── RECORDS SHOWN
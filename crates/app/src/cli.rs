use anyhow::{bail, Result};
use cinedex_core::app::{SortField, TimeWindow};
use clap::{Parser, Subcommand};
use std::path::PathBuf;

#[derive(Parser, Debug, PartialEq)]
#[command(name = "cinedex")]
#[command(about = "Personal movie catalog - search, favorites, history, and statistics")]
pub struct CliArgs {
    /// Data directory (cache, favorites, history, settings)
    #[arg(long)]
    pub data_dir: Option<PathBuf>,

    /// Act as this user (persisted for later runs)
    #[arg(long)]
    pub user: Option<String>,

    /// Bypass the sticky cache and re-fetch the catalog
    #[arg(long)]
    pub refresh: bool,

    #[command(subcommand)]
    pub command: CliCommand,
}

#[derive(Subcommand, Debug, PartialEq)]
pub enum CliCommand {
    /// List the catalog view
    List {
        /// Free-text search (title, director, year, genres)
        #[arg(long)]
        search: Option<String>,
        /// Director-only filter
        #[arg(long)]
        director: Option<String>,
        /// Show favorites only
        #[arg(long)]
        favorites: bool,
        /// Sort field: Rating, Year, or Title
        #[arg(long)]
        sort: Option<String>,
        /// Sort ascending instead of descending
        #[arg(long)]
        asc: bool,
    },
    /// Toggle a movie's favorite flag
    Favorite { title: String, year: i32 },
    /// Record that a movie was viewed
    View { title: String, year: i32 },
    /// Show the day-grouped activity history and genre stats
    History,
    /// Show catalog statistics
    Stats {
        /// Time window: all, month, or year
        #[arg(long, default_value = "all")]
        window: String,
    },
    /// Clear the activity history
    ClearHistory,
}

/// Parse a `--sort` value; unknown names are an error at the CLI edge (the
/// settings path, by contrast, falls back to the default silently).
pub fn parse_sort_field(s: &str) -> Result<SortField> {
    match s {
        "Rating" | "rating" => Ok(SortField::Rating),
        "Year" | "year" => Ok(SortField::Year),
        "Title" | "title" => Ok(SortField::Title),
        other => bail!("Unknown sort field: {} (expected Rating, Year, or Title)", other),
    }
}

pub fn parse_window(s: &str) -> Result<TimeWindow> {
    match s {
        "all" => Ok(TimeWindow::AllTime),
        "month" => Ok(TimeWindow::LastMonth),
        "year" => Ok(TimeWindow::LastYear),
        other => bail!("Unknown time window: {} (expected all, month, or year)", other),
    }
}

#[cfg(test)]
mod tests {
    use super::*;

    #[test]
    fn test_cli_parse_list_defaults() {
        let args = CliArgs::parse_from(["cinedex", "list"]);
        assert_eq!(args.data_dir, None);
        assert_eq!(args.user, None);
        assert!(!args.refresh);
        assert_eq!(
            args.command,
            CliCommand::List {
                search: None,
                director: None,
                favorites: false,
                sort: None,
                asc: false,
            }
        );
    }

    #[test]
    fn test_cli_parse_list_with_filters() {
        let args = CliArgs::parse_from([
            "cinedex",
            "--user",
            "alice",
            "list",
            "--search",
            "matrix",
            "--director",
            "mann",
            "--favorites",
            "--sort",
            "Year",
            "--asc",
        ]);
        assert_eq!(args.user, Some("alice".to_string()));
        assert_eq!(
            args.command,
            CliCommand::List {
                search: Some("matrix".to_string()),
                director: Some("mann".to_string()),
                favorites: true,
                sort: Some("Year".to_string()),
                asc: true,
            }
        );
    }

    #[test]
    fn test_cli_parse_favorite_with_year() {
        let args = CliArgs::parse_from(["cinedex", "favorite", "Heat", "1995"]);
        assert_eq!(
            args.command,
            CliCommand::Favorite {
                title: "Heat".to_string(),
                year: 1995,
            }
        );
    }

    #[test]
    fn test_cli_parse_refresh_and_data_dir() {
        let args =
            CliArgs::parse_from(["cinedex", "--data-dir", "/tmp/cd", "--refresh", "history"]);
        assert_eq!(args.data_dir, Some(PathBuf::from("/tmp/cd")));
        assert!(args.refresh);
        assert_eq!(args.command, CliCommand::History);
    }

    #[test]
    fn test_parse_sort_field() {
        assert_eq!(parse_sort_field("Rating").unwrap(), SortField::Rating);
        assert_eq!(parse_sort_field("year").unwrap(), SortField::Year);
        assert!(parse_sort_field("director").is_err());
    }

    #[test]
    fn test_parse_window() {
        assert_eq!(parse_window("all").unwrap(), TimeWindow::AllTime);
        assert_eq!(parse_window("month").unwrap(), TimeWindow::LastMonth);
        assert_eq!(parse_window("year").unwrap(), TimeWindow::LastYear);
        assert!(parse_window("decade").is_err());
    }
}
────
[DESCRIPTION OF THE TASK]:
How many of the lines in these entries hold "Result"? Report only the count.

[EXERCISE ANSWER]:
3